| What the task asks |
Look through the entries below and show every line containing the word "chain".

| Exercise material |
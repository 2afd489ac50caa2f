//! The schema registry: OID-keyed storage for syntaxes, matching rules,
//! attribute types and object classes, with case-insensitive name lookup.

use super::{AttributeType, MatchingRule, ObjectClass, ObjectClassKind, Oid, Syntax};
use std::collections::HashMap;
use thiserror::Error;

#[derive(Debug, Error, Clone, PartialEq, Eq)]
pub enum SchemaRegistryError {
    #[error("duplicate OID '{0}' registered")]
    DuplicateOid(Oid),
    #[error("duplicate name '{0}' registered")]
    DuplicateName(String),
    #[error("unknown attribute type '{0}'")]
    UnknownAttributeType(String),
    #[error("unknown object class '{0}'")]
    UnknownObjectClass(String),
    #[error("unknown syntax OID '{0}'")]
    UnknownSyntax(Oid),
}

/// A built schema. Immutable once constructed — extending the schema at
/// runtime means building a new registry, not mutating this one.
#[derive(Debug, Clone, Default)]
pub struct SchemaRegistry {
    syntaxes: HashMap<Oid, Syntax>,
    matching_rules: HashMap<Oid, MatchingRule>,
    attribute_types: HashMap<Oid, AttributeType>,
    object_classes: HashMap<Oid, ObjectClass>,
    attr_name_to_oid: HashMap<String, Oid>,
    oc_name_to_oid: HashMap<String, Oid>,
}

impl SchemaRegistry {
    pub fn builder() -> SchemaRegistryBuilder {
        SchemaRegistryBuilder::default()
    }

    pub fn syntax(&self, oid: &str) -> Option<&Syntax> {
        self.syntaxes.get(oid)
    }

    pub fn matching_rule(&self, oid: &str) -> Option<&MatchingRule> {
        self.matching_rules.get(oid)
    }

    /// Look up a matching rule by name (case-insensitive) or OID, as named
    /// in an extensible match filter's `matchingRule` component.
    pub fn matching_rule_named(&self, name_or_oid: &str) -> Option<&MatchingRule> {
        if let Some(mr) = self.matching_rules.get(name_or_oid) {
            return Some(mr);
        }
        self.matching_rules.values().find(|mr| mr.name.eq_ignore_ascii_case(name_or_oid))
    }

    /// Look up an attribute type by name (case-insensitive) or OID.
    pub fn attribute_type(&self, name_or_oid: &str) -> Option<&AttributeType> {
        if let Some(at) = self.attribute_types.get(name_or_oid) {
            return Some(at);
        }
        let oid = self.attr_name_to_oid.get(&name_or_oid.to_ascii_lowercase())?;
        self.attribute_types.get(oid)
    }

    /// Look up an object class by name (case-insensitive) or OID.
    pub fn object_class(&self, name_or_oid: &str) -> Option<&ObjectClass> {
        if let Some(oc) = self.object_classes.get(name_or_oid) {
            return Some(oc);
        }
        let oid = self.oc_name_to_oid.get(&name_or_oid.to_ascii_lowercase())?;
        self.object_classes.get(oid)
    }

    pub fn attribute_types(&self) -> impl Iterator<Item = &AttributeType> {
        self.attribute_types.values()
    }

    pub fn object_classes(&self) -> impl Iterator<Item = &ObjectClass> {
        self.object_classes.values()
    }

    /// The full `MUST`/`MAY` attribute OID sets for `object_class`,
    /// including everything inherited through its superior chain
    /// including everything inherited through its superior chain.
    pub fn effective_must_may(
        &self,
        object_class: &str,
    ) -> Result<(Vec<Oid>, Vec<Oid>), SchemaRegistryError> {
        let mut must = Vec::new();
        let mut may = Vec::new();
        let mut seen = std::collections::HashSet::new();
        let mut stack = vec![object_class.to_string()];
        while let Some(name) = stack.pop() {
            let oc = self
                .object_class(&name)
                .ok_or_else(|| SchemaRegistryError::UnknownObjectClass(name.clone()))?;
            if !seen.insert(oc.oid.clone()) {
                continue;
            }
            for oid in &oc.must {
                if !must.contains(oid) {
                    must.push(oid.clone());
                }
            }
            for oid in &oc.may {
                if !may.contains(oid) {
                    may.push(oid.clone());
                }
            }
            stack.extend(oc.superiors.iter().cloned());
        }
        Ok((must, may))
    }

    /// Whether `oc_name` is, directly or through inheritance, structural.
    pub fn has_structural_ancestor(&self, oc_name: &str) -> bool {
        let mut seen = std::collections::HashSet::new();
        let mut stack = vec![oc_name.to_string()];
        while let Some(name) = stack.pop() {
            let Some(oc) = self.object_class(&name) else {
                continue;
            };
            if !seen.insert(oc.oid.clone()) {
                continue;
            }
            if oc.kind == ObjectClassKind::Structural {
                return true;
            }
            stack.extend(oc.superiors.iter().cloned());
        }
        false
    }
}

/// Accumulates definitions before freezing them into a `SchemaRegistry`.
#[derive(Debug, Default)]
pub struct SchemaRegistryBuilder {
    registry: SchemaRegistry,
}

impl SchemaRegistryBuilder {
    pub fn syntax(mut self, syntax: Syntax) -> Self {
        self.registry.syntaxes.insert(syntax.oid.clone(), syntax);
        self
    }

    pub fn matching_rule(mut self, rule: MatchingRule) -> Self {
        self.registry.matching_rules.insert(rule.oid.clone(), rule);
        self
    }

    pub fn attribute_type(mut self, at: AttributeType) -> Result<Self, SchemaRegistryError> {
        for name in &at.names {
            let key = name.to_ascii_lowercase();
            if self.registry.attr_name_to_oid.contains_key(&key) {
                return Err(SchemaRegistryError::DuplicateName(name.clone()));
            }
            self.registry.attr_name_to_oid.insert(key, at.oid.clone());
        }
        if self.registry.attribute_types.contains_key(&at.oid) {
            return Err(SchemaRegistryError::DuplicateOid(at.oid));
        }
        self.registry.attribute_types.insert(at.oid.clone(), at);
        Ok(self)
    }

    pub fn object_class(mut self, oc: ObjectClass) -> Result<Self, SchemaRegistryError> {
        for name in &oc.names {
            let key = name.to_ascii_lowercase();
            if self.registry.oc_name_to_oid.contains_key(&key) {
                return Err(SchemaRegistryError::DuplicateName(name.clone()));
            }
            self.registry.oc_name_to_oid.insert(key, oc.oid.clone());
        }
        if self.registry.object_classes.contains_key(&oc.oid) {
            return Err(SchemaRegistryError::DuplicateOid(oc.oid));
        }
        self.registry.object_classes.insert(oc.oid.clone(), oc);
        Ok(self)
    }

    pub fn build(self) -> SchemaRegistry {
        self.registry
    }
}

| Task solution |
    /// including everything inherited through its superior chain
    /// including everything inherited through its superior chain.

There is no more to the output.